Xylanases are enzymes that act in the depolymerization of xylan and that can be used in the food industry, the paper industry, and for bioenergy, among other uses. In this context, particular emphasis is devoted to xylooligosaccharides (XOS) that act as prebiotics, which, under the action of probiotic microorganisms, are capable of positively modifying the intestinal microbiota. In this sense, searching for microbial xylanases stands out as a sustainable strategy for the production of prebiotics. To date, there have been no reports in the literature regarding the purification of native xylanase from Myceliophthora heterothallica F.2.1.4. In this study, a xylanase from this fungus was purified and characterized. The xylanase, with 27 kDa, showed maximum activity at pH 4.5 and 65–70 °C. It maintained more than 80% of its residual activity when exposed to (i) temperatures between 30 and 60 °C for 1 h and (ii) pH 5–10 for 24 h at 4 and 25 °C. These high tolerances to different pH and different temperatures are important properties that add value to this enzyme. The hydrolysates of this enzyme on beechwood xylan, analyzed by HPAE-PAD, were mostly xylobiose (X2) and xylotriose (X3). Hydrolysates were also quantified, being retrieved from 234.2 mg xylooligosaccharides/g of hydrolyzed xylan for 12 h. According to the products obtained from the xylan hydrolysis and its tolerance properties of the enzyme, it has demonstrated potential for application production of xylooligosaccharides for use as prebiotics.
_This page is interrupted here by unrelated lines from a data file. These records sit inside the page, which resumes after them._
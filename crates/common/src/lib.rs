//! Common utilities and shared types for jobcast.
//!
//! - **Configuration**: Layered settings via [`Config`]
//! - **Error handling**: HTTP-facing error type via [`AppError`] and [`AppResult`]
//! - **ID Generation**: ULID task identifiers via [`IdGenerator`]
//!
//! # Example
//!
//! ```no_run
//! use jobcast_common::{Config, IdGenerator};
//!
//! fn example() -> Result<(), Box<dyn std::error::Error>> {
//!     let config = Config::load()?;
//!     let task_id = IdGenerator::new().generate();
//!     println!("queue {} task {}", config.queue.name, task_id);
//!     Ok(())
//! }
//! ```

pub mod config;
pub mod error;
pub mod id;

pub use config::{Config, LogFormat};
pub use error::{AppError, AppResult};
pub use id::IdGenerator;
//! Export job submission.

use axum::{Json, Router, extract::State, http::StatusCode, routing::post};
use chrono::{DateTime, Utc};
use jobcast_common::AppResult;
use jobcast_queue::JobMessage;
use serde::Serialize;
use tracing::info;

use crate::middleware::AppState;

/// Response for an accepted export request.
#[derive(Debug, Serialize)]
pub struct ExportAccepted {
    pub task_id: String,
    pub status: &'static str,
    pub message: &'static str,
    pub time: DateTime<Utc>,
}

/// Queue a new export job.
async fn create_export(
    State(state): State<AppState>,
) -> AppResult<(StatusCode, Json<ExportAccepted>)> {
    let task_id = state.id_gen.generate();
    let job = JobMessage::generate_export(task_id.as_str());

    state.queue.enqueue(&job).await?;

    info!(%task_id, "Export job queued");

    Ok((
        StatusCode::ACCEPTED,
        Json(ExportAccepted {
            task_id,
            status: "processing",
            message: "Export started, the result will be pushed over the websocket",
            time: Utc::now(),
        }),
    ))
}

pub fn router() -> Router<AppState> {
    Router::new().route("/", post(create_export))
}
//! Shared application state and HTTP layers.

use std::sync::Arc;
use std::time::Duration;

use axum::http::StatusCode;
use jobcast_common::IdGenerator;
use jobcast_queue::WorkQueue;
use tower_http::{
    cors::{Any, CorsLayer},
    timeout::TimeoutLayer,
};

use crate::rooms::RoomRegistry;

/// Default outbound queue capacity per websocket connection.
pub const DEFAULT_CONNECTION_BUFFER: usize = 64;

/// Application state.
#[derive(Clone)]
pub struct AppState {
    /// Producer side of the work queue.
    pub queue: Arc<dyn WorkQueue>,
    /// Live websocket connections by room.
    pub rooms: Arc<RoomRegistry>,
    /// Outbound queue capacity for each new connection.
    pub connection_buffer: usize,
    /// Task id generator.
    pub id_gen: IdGenerator,
}

impl AppState {
    /// Create state with a fresh room registry.
    #[must_use]
    pub fn new(queue: Arc<dyn WorkQueue>) -> Self {
        Self {
            queue,
            rooms: Arc::new(RoomRegistry::new()),
            connection_buffer: DEFAULT_CONNECTION_BUFFER,
            id_gen: IdGenerator::new(),
        }
    }

    /// Use an existing room registry.
    #[must_use]
    pub fn with_rooms(mut self, rooms: Arc<RoomRegistry>) -> Self {
        self.rooms = rooms;
        self
    }

    /// Set the per-connection outbound queue capacity.
    #[must_use]
    pub const fn with_connection_buffer(mut self, buffer: usize) -> Self {
        self.connection_buffer = buffer;
        self
    }
}

/// Permissive CORS for browser clients served from other origins.
#[must_use]
pub fn cors_layer() -> CorsLayer {
    CorsLayer::new()
        .allow_origin(Any)
        .allow_methods(Any)
        .allow_headers(Any)
}

/// Request timeout for plain HTTP routes.
///
/// Not applied to websocket routes, whose connections are long-lived.
#[must_use]
pub fn timeout_layer() -> TimeoutLayer {
    TimeoutLayer::with_status_code(StatusCode::REQUEST_TIMEOUT, Duration::from_secs(30))
}
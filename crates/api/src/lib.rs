//! HTTP and websocket layer for jobcast.
//!
//! - **Rooms**: registry of live websocket connections grouped by room
//! - **Fan-out**: policy deciding which rooms receive a notification
//! - **Broadcaster**: relays job outcome notifications into the registry
//! - **Streaming**: `GET /ws/{room_id}` websocket endpoint
//! - **Endpoints**: export submission and health
//!
//! Built on Axum 0.8 with Tower middleware stack.

pub mod broadcaster;
pub mod endpoints;
pub mod fanout;
pub mod middleware;
pub mod rooms;
pub mod streaming;

use std::path::Path;

use axum::{Router, routing::get};
use tower_http::{services::ServeDir, trace::TraceLayer};

pub use broadcaster::NotificationBroadcaster;
pub use endpoints::router;
pub use fanout::{BroadcastAll, FanoutPolicy, Route};
pub use middleware::AppState;
pub use rooms::{Connection, ConnectionId, FanoutReport, RegistryStats, RoomRegistry};
pub use streaming::streaming_handler;

/// Build the complete application router.
///
/// `/api` carries the JSON endpoints, `/ws/{room_id}` the websocket stream
/// and `/public` the generated artifacts in `public_dir`.
pub fn build_router(state: AppState, public_dir: impl AsRef<Path>) -> Router {
    let api = router().layer(middleware::timeout_layer());

    Router::new()
        .nest("/api", api)
        .route("/ws/{room_id}", get(streaming_handler))
        .nest_service("/public", ServeDir::new(public_dir))
        .layer(TraceLayer::new_for_http())
        .layer(middleware::cors_layer())
        .with_state(state)
}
Fungal enzyme Purification Xylooligosaccharides Xylanase 



This work was supported by Fundação de Amparo à Pesquisa do Estado de São Paulo (FAPESP), Process 2017/16482-5, and Conselho de Desenvolvimento Científico e Tecnológico (CNPq), Process 426578/2016-3. M. B, E.G, and R.S are research fellows of CNPq. The authors would like to thank Dr. Célia Maria Landi Franco and Dr. Márcia Maria de Souza Moretti for their help with the HPLC analysis.

Compliance with Ethical Standards

Conflict of Interest

The authors declare that they have no competing interests.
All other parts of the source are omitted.